Insomma una quasi perfetta intesa bipartisan di fine legislatura per assicurare, quale che sia l´esito delle elezioni, uno sbocco ben remunerato a un certo numero di trombati. La cosa è stata portata a termine in modo così felpato che taluni parlamentari dabbene, personalmente interpellati, mi hanno confessato che si erano adeguati alla disciplina di gruppo senza accorgersi di quel che c´era scritto nella legge.
È, comunque, evidente l´assoluta noncuranza, sia del centrodestra che del centrosinistra, di fronte alle esigenze di buon governo delle aziende sanitarie pubbliche, considerate prioritariamente un demanio partitico soggetto alla più rigorosa legge spartitoria nello spregio assoluto delle competenze professionali che quegli incarichi comporterebbero. Per questo mi ha deluso (Repubblica del 21 us) la risposta di Rosy Bindi (che assieme a Maura Cossutta ha materialmente redatto le poche pagine dedicate alla sanità nel programma dell´Unione) alle critiche del nostro Sebastiano Messina per il silenzio sulle liste di attesa, uno dei temi più sentiti dai cittadini, come risulta dall´ultima indagine Censis. Ma se questo silenzio sottende (?), come tenta di spiegare la ex ministro, un avvio di soluzione del problema quando, stando alle promesse del centrosinistra, molte prestazioni saranno decentrate dagli ospedali, oggi intasati, ai potenziati servizi sociosanitari territoriali, quale spiegazione fornisce Rosy Bindi, e con lei tutti gli altri leader dell´Ulivo e dintorni, dell´afonìa ancor più assordante sulla lottizzazione politica imperante a tutti i livelli, dalle direzioni generali ai primariati e sottoprimariati, fino agli ambulatori territoriali delle Asl? Di ciò nelle 281 pagine della summa elettorale del centrosinistra non si fa cenno, a meno che non ci si voglia accontentare della frase, che abbiamo scoperto dopo attenta ricerca in fondo a pag. 180 dove, tra i fattori negativi del welfare sanitario, si individua «il malessere dei professionisti, causato dalla crescente precarizzazione dei rapporti di lavoro, dal peso eccessivo dei direttori generali e da uno scarso coinvolgimento nella vita delle aziende sanitarie». Solo Tartufo avrebbe saputo escogitare una prosa così prudente per segnalare la profonda frustrazione dei medici di fronte all´invasione partitica delle corsie.

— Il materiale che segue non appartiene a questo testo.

// ---------------------------------------------------------------------------
// Receive path
// ---------------------------------------------------------------------------

/// Thread-safe receive path of a [`CommandManager`].
#[derive(Clone)]
pub struct InboundHandle {
    transport: Arc<dyn Transport>,
    decoders: Arc<DecoderTable>,
    ingress: Sender<QueuedCommand>,
    malformed: Sender<MalformedCommand>,
    events: Arc<EventBus>,
    max_payload_bytes: usize,
}

impl InboundHandle {
    /// Decode, relay (host only) and enqueue one message from `from`.
    pub fn on_data_received(&self, from: PeerId, bytes: &[u8]) -> ReceiveOutcome {
        let envelope = match codec::decode(bytes) {
            Ok(envelope) => envelope,
            Err(e) => {
                tracing::warn!(%from, "Dropping malformed message: {e}");
                self.drop_message(None, e.to_string());
                return ReceiveOutcome::Dropped;
            }
        };

        if envelope.kind() == MessageKind::Control {
            tracing::trace!(%from, discriminant = envelope.discriminant, "ignoring control message");
            return ReceiveOutcome::Ignored;
        }

        if envelope.payload_length() > self.max_payload_bytes {
            tracing::warn!(
                %from,
                len = envelope.payload_length(),
                max = self.max_payload_bytes,
                "Dropping oversized command"
            );
            self.drop_message(Some(envelope.discriminant), "payload too large".into());
            return ReceiveOutcome::Dropped;
        }

        let command = match self.decoders.decode(&envelope) {
            Ok(command) => command,
            Err(e) => {
                tracing::warn!(
                    %from,
                    discriminant = envelope.discriminant,
                    "Dropping command with malformed payload: {e}"
                );
                if let Some(command_type) = CommandType::from_discriminant(envelope.discriminant) {
                    let _ = self.malformed.send(MalformedCommand {
                        command_type,
                        from,
                        sender_id: envelope.sender_id,
                        game_tick: envelope.game_tick,
                        error: e.to_string(),
                    });
                }
                self.drop_message(Some(envelope.discriminant), e.to_string());
                return ReceiveOutcome::Dropped;
            }
        };
        let summary = CommandSummary::from(&command);

        if command.command_type() == Some(CommandType::HardSync) {
            let host = self.transport.host_peer_id();
            if from != host || command.sender_id() != host {
                tracing::warn!(
                    %from,
                    sender = %command.sender_id(),
                    %host,
                    "Dropping hard sync that did not originate at the host"
                );
                self.drop_message(
                    Some(envelope.discriminant),
                    "hard sync from a non-host peer".into(),
                );
                return ReceiveOutcome::Dropped;
            }
        }

        // Star relay: the host forwards the validated bytes untouched, which
        // also carries payloads of types this build cannot decode.
        let mut relayed = false;
        if self.transport.is_host() && self.transport.connected_peers().len() > 1 {
            match self.transport.send_to_all_except(from, bytes) {
                Ok(()) => {
                    relayed = true;
                    tracing::trace!(%from, command = %command.label(), "relayed");
                    self.events.emit(CommandEvent::Relayed {
                        command: summary,
                        from,
                    });
                }
                Err(e) => tracing::warn!(%from, "Relay of {} failed: {e}", command.label()),
            }
        }

        let label = command.label();
        let queued = QueuedCommand {
            command,
            origin: Origin::Remote(from),
        };
        if self.ingress.send(queued).is_err() {
            tracing::debug!(%from, "Manager gone, discarding {label}");
            return ReceiveOutcome::Dropped;
        }

        tracing::debug!(%from, command = %label, tick = summary.game_tick, "received");
        self.events.emit(CommandEvent::Received {
            command: summary,
            from,
        });
        ReceiveOutcome::Queued { relayed }
    }

    /// Feed everything the transport has buffered through the receive path.
    /// Returns the number of messages processed.
    pub fn pump(&self) -> usize {
        let received = self.transport.drain_received();
        let count = received.len();
        for data in received {
            self.on_data_received(data.from, &data.bytes);
        }
        count
    }

    fn drop_message(&self, discriminant: Option<u8>, reason: String) {
        self.events.emit(CommandEvent::Dropped {
            discriminant,
            reason,
        });
    }
}

// ---------------------------------------------------------------------------
// Manager
// ---------------------------------------------------------------------------

/// Sets a manager flag for its lifetime. Resets on drop, including during
/// unwinding.
struct FlagGuard<'a> {
    flag: &'a Cell<bool>,
}

impl<'a> FlagGuard<'a> {
    fn enter(flag: &'a Cell<bool>) -> Self {
        flag.set(true);
        Self { flag }
    }
}

impl Drop for FlagGuard<'_> {
    fn drop(&mut self) {
        self.flag.set(false);
    }
}

enum Execution {
    Done,
    Failed,
    Unhandled,
}

/// Per-session orchestrator of the command pipeline. Lives on the tick thread.
pub struct CommandManager {
    transport: Arc<dyn Transport>,
    inbound: InboundHandle,
    handlers: HandlerTable,
    dispatcher: CommandDispatcher,
    events: Arc<EventBus>,
    game_tick: i64,
    max_payload_bytes: usize,
    executing_remote: Cell<bool>,
    in_batch: Cell<bool>,
    deferred: RefCell<Vec<GameCommand>>,
}
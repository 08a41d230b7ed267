//! Link-level frames exchanged by the TCP relay backend.
//!
//! These frames carry session plumbing (handshake, membership) and wrap the
//! opaque command bytes produced by the sync layer. They never appear on the
//! loopback backend.
//!
//! Wire format: `[version: u8] [postcard-encoded LinkFrame]`.

use serde::{Deserialize, Serialize};

use crate::transport::PeerId;

/// Current link protocol version. Prepended to every encoded frame.
pub const LINK_PROTOCOL_VERSION: u8 = 1;

/// A single frame on a host/client TCP link.
#[derive(Debug, Clone, Serialize, Deserialize, PartialEq)]
pub enum LinkFrame {
    /// Client opens the link.
    Hello {
        /// Display name of the connecting peer.
        peer_name: String,
    },
    /// Host accepts the link and assigns an identity.
    Welcome {
        /// Identifier assigned to the connecting client.
        peer_id: PeerId,
        /// Identifier of the host.
        host_id: PeerId,
        /// Clients already in the session.
        peers: Vec<PeerId>,
    },
    /// Host refuses the link.
    Rejected {
        /// Human-readable reason.
        reason: String,
    },
    /// Another client joined the session.
    PeerJoined {
        /// The new client.
        peer_id: PeerId,
    },
    /// A client left the session.
    PeerLeft {
        /// The departed client.
        peer_id: PeerId,
    },
    /// Opaque message bytes for the layer above.
    Data(Vec<u8>),
}

/// Errors that can occur while decoding a link frame.
#[derive(Debug, thiserror::Error)]
pub enum LinkFrameError {
    /// The frame body was empty (no version byte).
    #[error("empty link frame: no version byte")]
    EmptyFrame,

    /// The version byte does not match [`LINK_PROTOCOL_VERSION`].
    #[error("unsupported link protocol version: {0}")]
    UnsupportedVersion(u8),

    /// Postcard (de)serialization failed.
    #[error("link frame serialization error: {0}")]
    Postcard(#[from] postcard::Error),
}

/// Encode a [`LinkFrame`] into a versioned binary body.
pub fn encode_link_frame(frame: &LinkFrame) -> Result<Vec<u8>, LinkFrameError> {
    let body = postcard::to_allocvec(frame)?;
    let mut out = Vec::with_capacity(1 + body.len());
    out.push(LINK_PROTOCOL_VERSION);
    out.extend_from_slice(&body);
    Ok(out)
}

/// Decode a versioned binary body into a [`LinkFrame`].
pub fn decode_link_frame(data: &[u8]) -> Result<LinkFrame, LinkFrameError> {
    let (&version, body) = data.split_first().ok_or(LinkFrameError::EmptyFrame)?;
    if version != LINK_PROTOCOL_VERSION {
        return Err(LinkFrameError::UnsupportedVersion(version));
    }
    Ok(postcard::from_bytes(body)?)
}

Eppur uno stentoreo «giù le mani dalla Sanità!» avrebbe dovuto risuonare come il punto prioritario del programma del centrosinistra, la condizione indispensabile – oltre tutto gratuita – per attuare quelle altre pregevoli indicazioni esplicitamente indicate (le cure a domicilio, il Fondo per gli anziani, il Piano straordinario per la salute nel Mezzogiorno, la prevenzione, ecc.). Tutte cose che, senza quella premessa, rischiano di trasformarsi in nuovi terreni di conquista e spartizione. Ma, soprattutto, l´impegno a debellare la partitocrazia nella sanità e a rispettare le qualità professionali del medico cui il paziente viene affidato, segna il crinale che dovrebbe differenziare il centrosinistra dal centrodestra. Il quinquennio berlusconiano ha segnato, infatti, l´acme del dominio partitocratico. Se sul piano nazionale la maggioranza ha inflitto con la devoluzione un colpo grave all´«eguglianza sanitaria» dei cittadini, nelle Regioni da essa governate la manomissione politica ha raggiunto inediti primati. Mentre Formigoni in Lombardia imponeva, quasi come un titolo accademico, l´adesione a Comunione e Liberazione per accedere alle vette apicali, nel Lazio Storace aggiornava il manuale Cencelli con il coefficiente 3: se il direttore generale spettava ad An, il direttore sanitario e quello amministrativo toccavano a Forza Italia e all´Udc. E viceversa. Le nomine dei primari seguivano a cascata con una angosciata rincorsa dei candidati, anche i migliori, a “targarsi“ presso l´una o l´altra “ditta“ politica per far valere i propri meriti professionali. Ma l´appetito dei partiti è andato sovente molto al di là dei posti da assegnare.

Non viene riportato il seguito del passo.